// massive_world_physics/server/src/lib.rs

pub mod core;
pub mod entities;
pub mod geometry;
pub mod operational;
pub mod systems;
pub mod world;

pub use crate::core::config::PhysicsConfig;
pub use crate::core::error::{PhysicsError, PhysicsResult};
pub use crate::core::types::{EntityId, MoveEntityFlags, Orientation, Vec3};
pub use crate::systems::physics::{PhysicsManager, PhysicsReactor, ResolveOutcome};
pub use crate::world::Game;
// massive_world_physics/server/src/operational/monitoring/metrics.rs
use crate::systems::physics::ResolveStats;
use anyhow::{Context, Result};
use metrics::{counter, describe_counter, describe_gauge, describe_histogram, gauge, histogram};

/// Per-tick physics metrics, recorded through the `metrics` facade. Nothing is
/// exported unless the host process installs a recorder.
pub struct PhysicsMetrics;

impl PhysicsMetrics {
    pub fn new() -> Self {
        describe_counter!("physics_ticks_total", "Total number of physics resolve passes");
        describe_gauge!("physics_entities_resolved", "Entities resolved by the last physics tick");
        describe_gauge!("physics_force_systems_active", "Force systems still active after the last tick");
        describe_histogram!("physics_tick_seconds", "Physics resolve time in seconds");

        PhysicsMetrics
    }

    pub fn record_tick(&self, stats: &ResolveStats, duration: f64) {
        histogram!("physics_tick_seconds").record(duration);
        counter!("physics_ticks_total").increment(1);
        gauge!("physics_entities_resolved").set(stats.entities_resolved as f64);
        gauge!("physics_force_systems_active").set(stats.force_systems_active as f64);
    }
}

impl Default for PhysicsMetrics {
    fn default() -> Self {
        Self::new()
    }
}

// Logging setup
pub fn init_logging() -> Result<()> {
    use tracing_subscriber::{fmt, layer::SubscriberExt, util::SubscriberInitExt, EnvFilter};

    tracing_subscriber::registry()
        .with(EnvFilter::try_from_default_env().unwrap_or_else(|_| "massive_world_physics=info,warn".into()))
        .with(fmt::layer())
        .try_init()
        .context("Failed to initialize tracing subscriber")?;

    Ok(())
}
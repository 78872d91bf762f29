pub mod entity_physics;
pub mod manager;
pub mod world_entity;

pub use entity_physics::{EntityPhysics, OverlapEntry};
pub use manager::EntityManager;
pub use world_entity::{CollisionProfile, Locomotion, WorldEntity, WorldEntityPrototype};
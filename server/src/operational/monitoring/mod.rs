// massive_world_physics/server/src/operational/monitoring/mod.rs
pub mod metrics;

pub use self::metrics::{init_logging, PhysicsMetrics};
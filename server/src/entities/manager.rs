// massive_world_physics/server/src/entities/manager.rs
use super::world_entity::{WorldEntity, WorldEntityPrototype};
use crate::core::types::EntityId;
use crate::geometry::CollisionShape;
use ahash::AHashMap;
use std::sync::Arc;

/// Id-keyed entity storage. Relationships between entities are stored as ids and
/// resolved here on every use.
pub struct EntityManager {
    entities: AHashMap<EntityId, WorldEntity>,
    next_id: EntityId,
}

impl EntityManager {
    pub fn new() -> Self {
        EntityManager {
            entities: AHashMap::new(),
            next_id: 1,
        }
    }

    pub fn create_entity(&mut self, shape: CollisionShape, prototype: Arc<WorldEntityPrototype>) -> EntityId {
        let id = self.next_id;
        self.next_id += 1;
        self.entities.insert(id, WorldEntity::new(id, shape, prototype));
        id
    }

    pub fn get(&self, id: EntityId) -> Option<&WorldEntity> {
        self.entities.get(&id)
    }

    pub fn get_mut(&mut self, id: EntityId) -> Option<&mut WorldEntity> {
        self.entities.get_mut(&id)
    }

    pub fn contains(&self, id: EntityId) -> bool {
        self.entities.contains_key(&id)
    }

    /// Flags the entity destroyed; it stays addressable until removed.
    pub fn destroy_entity(&mut self, id: EntityId) -> bool {
        match self.entities.get_mut(&id) {
            Some(entity) => {
                entity.destroyed = true;
                true
            }
            None => false,
        }
    }

    pub(crate) fn remove(&mut self, id: EntityId) -> Option<WorldEntity> {
        self.entities.remove(&id)
    }

    pub fn len(&self) -> usize {
        self.entities.len()
    }

    pub fn is_empty(&self) -> bool {
        self.entities.is_empty()
    }
}

impl Default for EntityManager {
    fn default() -> Self {
        Self::new()
    }
}
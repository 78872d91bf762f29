//! Shape primitives consumed by the resolver: boxes, collide bounds and swept time-of-impact.

pub mod aabb;
pub mod bounds;

pub use aabb::Aabb;
pub use bounds::{Bounds, CollisionShape, SweepHit};
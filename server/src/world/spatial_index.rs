// massive_world_physics/server/src/world/spatial_index.rs
use crate::core::types::EntityId;
use crate::geometry::Aabb;
use ahash::{AHashMap, AHashSet};
use tracing::debug;

#[derive(Debug, Clone, Default)]
struct SpatialCell {
    entity_ids: AHashSet<EntityId>,
}

#[derive(Debug, Clone, Copy, PartialEq, Eq)]
struct CellRange {
    min_x: usize,
    max_x: usize,
    min_y: usize,
    max_y: usize,
}

/// Uniform grid over a region's ground plane. An entity is filed in every cell
/// its box touches; queries re-test the stored boxes.
pub struct RegionSpatialIndex {
    cells: Vec<SpatialCell>,
    grid_width: usize,
    grid_height: usize,
    cell_size: f32,
    world_min_x: f32,
    world_min_y: f32,

    entity_bounds: AHashMap<EntityId, Aabb>,
    entity_cells: AHashMap<EntityId, CellRange>,
}

impl RegionSpatialIndex {
    pub fn new(bound: &Aabb, cell_size: f32) -> Self {
        let cell_size = cell_size.max(f32::EPSILON);
        let world_width = bound.max.x - bound.min.x;
        let world_height = bound.max.y - bound.min.y;
        let grid_width = ((world_width / cell_size).ceil() as usize).max(1);
        let grid_height = ((world_height / cell_size).ceil() as usize).max(1);
        let total_cells = grid_width * grid_height;

        debug!(
            "Region spatial index initialized: {}x{} grid, {} total cells, cell size: {}",
            grid_width, grid_height, total_cells, cell_size
        );

        RegionSpatialIndex {
            cells: vec![SpatialCell::default(); total_cells],
            grid_width,
            grid_height,
            cell_size,
            world_min_x: bound.min.x,
            world_min_y: bound.min.y,
            entity_bounds: AHashMap::new(),
            entity_cells: AHashMap::new(),
        }
    }

    #[inline]
    fn get_cell_coords(&self, x: f32, y: f32) -> (usize, usize) {
        let grid_x = ((x - self.world_min_x) / self.cell_size).floor().max(0.0) as usize;
        let grid_y = ((y - self.world_min_y) / self.cell_size).floor().max(0.0) as usize;
        (
            grid_x.min(self.grid_width.saturating_sub(1)),
            grid_y.min(self.grid_height.saturating_sub(1)),
        )
    }

    #[inline]
    fn get_cell_range(&self, aabb: &Aabb) -> CellRange {
        let (min_x, min_y) = self.get_cell_coords(aabb.min.x, aabb.min.y);
        let (max_x, max_y) = self.get_cell_coords(aabb.max.x, aabb.max.y);
        CellRange { min_x, max_x, min_y, max_y }
    }

    fn for_each_cell(range: CellRange, grid_width: usize, mut f: impl FnMut(usize)) {
        for y in range.min_y..=range.max_y {
            for x in range.min_x..=range.max_x {
                f(y * grid_width + x);
            }
        }
    }

    pub fn update_entity(&mut self, entity_id: EntityId, aabb: Aabb) {
        let new_range = self.get_cell_range(&aabb);
        let old_range = self.entity_cells.get(&entity_id).copied();

        if old_range != Some(new_range) {
            let grid_width = self.grid_width;
            if let Some(old_range) = old_range {
                let cells = &mut self.cells;
                Self::for_each_cell(old_range, grid_width, |idx| {
                    cells[idx].entity_ids.remove(&entity_id);
                });
            }
            let cells = &mut self.cells;
            Self::for_each_cell(new_range, grid_width, |idx| {
                cells[idx].entity_ids.insert(entity_id);
            });
            self.entity_cells.insert(entity_id, new_range);
        }

        self.entity_bounds.insert(entity_id, aabb);
    }

    pub fn remove_entity(&mut self, entity_id: EntityId) {
        if let Some(range) = self.entity_cells.remove(&entity_id) {
            let cells = &mut self.cells;
            Self::for_each_cell(range, self.grid_width, |idx| {
                cells[idx].entity_ids.remove(&entity_id);
            });
        }
        self.entity_bounds.remove(&entity_id);
    }

    pub fn contains(&self, entity_id: EntityId) -> bool {
        self.entity_bounds.contains_key(&entity_id)
    }

    /// Entities whose stored box intersects `volume`, in ascending id order.
    pub fn query_volume(&self, volume: &Aabb) -> Vec<EntityId> {
        let range = self.get_cell_range(volume);
        let mut checked = AHashSet::new();
        let mut found = Vec::new();

        Self::for_each_cell(range, self.grid_width, |idx| {
            for entity_id in &self.cells[idx].entity_ids {
                if checked.insert(*entity_id) {
                    let hit = self.entity_bounds
                        .get(entity_id)
                        .map_or(false, |bounds| bounds.intersects(volume));
                    if hit {
                        found.push(*entity_id);
                    }
                }
            }
        });

        found.sort_unstable();
        found
    }

    pub fn len(&self) -> usize {
        self.entity_bounds.len()
    }

    pub fn is_empty(&self) -> bool {
        self.entity_bounds.is_empty()
    }

    pub fn get_stats(&self) -> SpatialIndexStats {
        let mut occupied_cells = 0;
        let mut max_entities_per_cell = 0;
        for cell in &self.cells {
            let entity_count = cell.entity_ids.len();
            if entity_count > 0 {
                occupied_cells += 1;
                max_entities_per_cell = max_entities_per_cell.max(entity_count);
            }
        }

        SpatialIndexStats {
            total_entities: self.entity_bounds.len(),
            occupied_cells,
            total_cells: self.cells.len(),
            max_entities_per_cell,
        }
    }
}

#[derive(Debug, Clone, Copy, PartialEq, Eq)]
pub struct SpatialIndexStats {
    pub total_entities: usize,
    pub occupied_cells: usize,
    pub total_cells: usize,
    pub max_entities_per_cell: usize,
}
==============================
Description of the task: Restate the material word for word, but only from its first line through the line containing "facade. Nothing is".

Written response:
// massive_world_physics/server/src/lib.rs

pub mod core;
pub mod entities;
pub mod geometry;
pub mod operational;
pub mod systems;
pub mod world;

pub use crate::core::config::PhysicsConfig;
pub use crate::core::error::{PhysicsError, PhysicsResult};
pub use crate::core::types::{EntityId, MoveEntityFlags, Orientation, Vec3};
pub use crate::systems::physics::{PhysicsManager, PhysicsReactor, ResolveOutcome};
pub use crate::world::Game;
// massive_world_physics/server/src/operational/monitoring/metrics.rs
use crate::systems::physics::ResolveStats;
use anyhow::{Context, Result};
use metrics::{counter, describe_counter, describe_gauge, describe_histogram, gauge, histogram};

/// Per-tick physics metrics, recorded through the `metrics` facade. Nothing is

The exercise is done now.